**PROBLEM:**
Look through the material that follows and show every line with the string "fails".
-- Opening Marker --
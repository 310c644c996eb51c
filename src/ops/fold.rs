//! Folding combinators over sequences, plus the numeric folds built on
//! [`Number`].

use std::convert::TryFrom;

use crate::error::Error;
use crate::types::{Number, Value};

#[derive(Clone, Copy)]
enum SumProd { Sum, Prod, }

#[derive(Clone, Copy)]
enum MinMax { Min, Max, }

/// Folds the sequence left-to-right. With no seed, the first element seeds
/// the fold and combining starts from the second; an empty input with no
/// seed fails with [`Error::EmptyInput`].
pub fn reduce<F>(seq: &[Value], seed: Option<Value>, mut combine: F) -> Result<Value, Error>
where
    F: FnMut(Value, &Value) -> Value,
{
    let (mut acc, rest) = match seed {
        Some(seed) => (seed, seq),
        None => match seq.split_first() {
            Some((first, rest)) => (first.clone(), rest),
            None => return Err(Error::EmptyInput),
        },
    };

    for value in rest {
        acc = combine(acc, value);
    }

    Ok(acc)
}

/// Alias for [`reduce`].
pub fn fold<F>(seq: &[Value], seed: Option<Value>, combine: F) -> Result<Value, Error>
where
    F: FnMut(Value, &Value) -> Value,
{
    reduce(seq, seed, combine)
}

/// Folds the sequence right-to-left. With no seed, the last element seeds
/// the fold and combining starts from the second-to-last; the combiner
/// receives `(element, accumulator)`.
pub fn fold_right<F>(seq: &[Value], seed: Option<Value>, mut combine: F) -> Result<Value, Error>
where
    F: FnMut(&Value, Value) -> Value,
{
    let (mut acc, rest) = match seed {
        Some(seed) => (seed, seq),
        None => match seq.split_last() {
            Some((last, rest)) => (last.clone(), rest),
            None => return Err(Error::EmptyInput),
        },
    };

    for value in rest.iter().rev() {
        acc = combine(value, acc);
    }

    Ok(acc)
}

fn sum_prod(seq: &[Value], flag: SumProd) -> Result<Number, Error> {
    let mut total = match flag {
        SumProd::Sum => Number::Integer(0),
        SumProd::Prod => Number::Integer(1),
    };

    for value in seq {
        let n = Number::try_from(value).map_err(|_| Error::NotNumeric(value.kind()))?;

        total = match flag {
            SumProd::Sum => total + n,
            SumProd::Prod => total * n,
        };
    }

    Ok(total)
}

/// Sums the numeric elements of the sequence. An empty input sums to zero;
/// a non-numeric element fails with [`Error::NotNumeric`].
pub fn sum(seq: &[Value]) -> Result<Number, Error> {
    sum_prod(seq, SumProd::Sum)
}

/// Multiplies the numeric elements of the sequence. An empty input yields
/// one.
pub fn product(seq: &[Value]) -> Result<Number, Error> {
    sum_prod(seq, SumProd::Prod)
}

fn min_max(seq: &[Value], flag: MinMax) -> Result<Option<Number>, Error> {
    let mut it = seq.iter();

    let first = match it.next() {
        // No elements, so no min or max.
        None => return Ok(None),
        Some(value) => value,
    };

    let mut target =
        Number::try_from(first).map_err(|_| Error::NotNumeric(first.kind()))?;

    for value in it {
        let n = Number::try_from(value).map_err(|_| Error::NotNumeric(value.kind()))?;

        target = match flag {
            MinMax::Min => target.val_min(n),
            MinMax::Max => target.val_max(n),
        };
    }

    Ok(Some(target))
}

/// The numerically smallest element, or `None` for an empty input.
pub fn min(seq: &[Value]) -> Result<Option<Number>, Error> {
    min_max(seq, MinMax::Min)
}

/// The numerically largest element, or `None` for an empty input.
pub fn max(seq: &[Value]) -> Result<Option<Number>, Error> {
    min_max(seq, MinMax::Max)
}
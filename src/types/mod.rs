pub mod mapping;
mod number;
mod value;

pub use self::mapping::{KeyOrder, Mapping};
pub use self::number::Number;
pub use self::value::{
    Decimal, Error as ValueError, Pair, Sequence, Value, ValueKind,
};
//! Stable sorting by a derived key, and the min/max selections defined in
//! terms of that sort order.

use std::cmp::Ordering;

use rust_decimal::Decimal;

use crate::types::{Number, Sequence, Value};

#[derive(Clone, Copy)]
enum MinMax { Min, Max, }

/// A sortable key derived from an element: a number or a piece of text.
/// Numbers order before text; numbers compare by value across the
/// integer/decimal divide.
#[derive(Debug, Clone, PartialEq)]
pub enum SortKey {
    Number(Number),
    Text(String),
}

impl SortKey {
    pub fn val_cmp(&self, other: &Self) -> Ordering {
        match (self, other) {
            (Self::Number(l), Self::Number(r)) => l.val_cmp(r),
            (Self::Text(l), Self::Text(r)) => l.cmp(r),
            (Self::Number(..), Self::Text(..)) => Ordering::Less,
            (Self::Text(..), Self::Number(..)) => Ordering::Greater,
        }
    }
}

impl From<Number> for SortKey {
    fn from(n: Number) -> Self {
        Self::Number(n)
    }
}

impl From<i64> for SortKey {
    fn from(n: i64) -> Self {
        Self::Number(Number::Integer(n))
    }
}

impl From<Decimal> for SortKey {
    fn from(n: Decimal) -> Self {
        Self::Number(Number::Decimal(n))
    }
}

impl From<String> for SortKey {
    fn from(s: String) -> Self {
        Self::Text(s)
    }
}

impl From<&str> for SortKey {
    fn from(s: &str) -> Self {
        Self::Text(s.to_string())
    }
}

/// Sorts the sequence by a derived key. The sort is stable: elements with
/// equal keys retain their original relative order. The key function runs
/// exactly once per element.
pub fn sort_by<F>(seq: &[Value], mut key_fn: F) -> Sequence
where
    F: FnMut(&Value) -> SortKey,
{
    let mut decorated: Vec<(SortKey, Value)> =
        seq.iter().map(|value| (key_fn(value), value.clone())).collect();

    decorated.sort_by(|(ka, _), (kb, _)| ka.val_cmp(kb));

    decorated.into_iter().map(|(_, value)| value).collect()
}

fn min_by_max_by<F>(seq: &[Value], mut key_fn: F, flag: MinMax) -> Option<Value>
where
    F: FnMut(&Value) -> SortKey,
{
    let mut it = seq.iter();

    let first = it.next()?;
    let mut best = first;
    let mut best_key = key_fn(first);

    for value in it {
        let key = key_fn(value);

        // Matches the ends of the stable sort order: on equal keys, min
        // keeps the earliest element and max takes the latest.
        let replace = match flag {
            MinMax::Min => key.val_cmp(&best_key) == Ordering::Less,
            MinMax::Max => key.val_cmp(&best_key) != Ordering::Less,
        };

        if replace {
            best = value;
            best_key = key;
        }
    }

    Some(best.clone())
}

/// The first element of the [`sort_by`] order, computed in one pass.
pub fn min_by<F>(seq: &[Value], key_fn: F) -> Option<Value>
where
    F: FnMut(&Value) -> SortKey,
{
    min_by_max_by(seq, key_fn, MinMax::Min)
}

/// The last element of the [`sort_by`] order, computed in one pass.
pub fn max_by<F>(seq: &[Value], key_fn: F) -> Option<Value>
where
    F: FnMut(&Value) -> SortKey,
{
    min_by_max_by(seq, key_fn, MinMax::Max)
}

#[cfg(test)]
mod tests {
    use super::*;

    use indexmap::indexmap;
    use rand::seq::SliceRandom;
    use str_macro::str;

    use crate::types::Mapping;

    fn keyed(k: i64) -> Value {
        Value::Mapping(Mapping::from(indexmap![str!("k") => Value::Integer(k)]))
    }

    fn key_of(value: &Value) -> SortKey {
        match value {
            Value::Mapping(m) => match m.get("k") {
                Some(&Value::Integer(i)) => SortKey::from(i),
                _ => SortKey::from(0),
            },
            _ => SortKey::from(0),
        }
    }

    #[test]
    fn sort_by_orders_by_derived_key() {
        let seq = vec![keyed(3), keyed(1), keyed(2)];

        let expected = vec![keyed(1), keyed(2), keyed(3)];
        assert_eq!(expected, sort_by(&seq, key_of));

        // Sorting is resilient to any starting order.
        let mut scrambled = expected.clone();
        scrambled.shuffle(&mut rand::thread_rng());
        assert_eq!(expected, sort_by(&scrambled, key_of));
    }

    #[test]
    fn sort_by_is_stable() {
        let seq = vec![
            Value::from("bb"),
            Value::from("a"),
            Value::from("cc"),
            Value::from("d"),
        ];

        // Key by length; equal-length elements keep their original order.
        let produced = sort_by(&seq, |v| match v {
            Value::String(s) => SortKey::from(s.len() as i64),
            _ => SortKey::from(0),
        });

        let expected = vec![
            Value::from("a"),
            Value::from("d"),
            Value::from("bb"),
            Value::from("cc"),
        ];
        assert_eq!(expected, produced);
    }

    #[test]
    fn sort_by_applies_key_once_per_element() {
        let seq = vec![keyed(3), keyed(1), keyed(2)];

        let mut calls = 0;
        sort_by(&seq, |v| {
            calls += 1;
            key_of(v)
        });

        assert_eq!(seq.len(), calls);
    }

    #[test]
    fn mixed_keys_order_numbers_before_text() {
        let seq = vec![Value::from("b"), Value::Integer(2), Value::from("a")];

        let produced = sort_by(&seq, |v| match v {
            &Value::Integer(i) => SortKey::from(i),
            Value::String(s) => SortKey::from(s.clone()),
            _ => SortKey::from(0),
        });

        let expected = vec![Value::Integer(2), Value::from("a"), Value::from("b")];
        assert_eq!(expected, produced);
    }

    #[test]
    fn min_by_max_by_match_sort_order_ends() {
        let seq = vec![keyed(3), keyed(1), keyed(2)];

        assert_eq!(Some(keyed(1)), min_by(&seq, key_of));
        assert_eq!(Some(keyed(3)), max_by(&seq, key_of));

        assert_eq!(None, min_by(&[], key_of));
        assert_eq!(None, max_by(&[], key_of));

        // On ties, min keeps the earliest element and max the latest, the
        // same elements a stable sort puts at the ends.
        let tied = vec![
            Value::from("a"),
            Value::from("bb"),
            Value::from("c"),
            Value::from("dd"),
        ];
        let by_len = |v: &Value| match v {
            Value::String(s) => SortKey::from(s.len() as i64),
            _ => SortKey::from(0),
        };

        assert_eq!(Some(Value::from("a")), min_by(&tied, by_len));
        assert_eq!(Some(Value::from("dd")), max_by(&tied, by_len));
    }
}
-- Closing Marker --
**EXERCISE SOLUTION:**
/// seed fails with [`Error::EmptyInput`].
/// a non-numeric element fails with [`Error::NotNumeric`].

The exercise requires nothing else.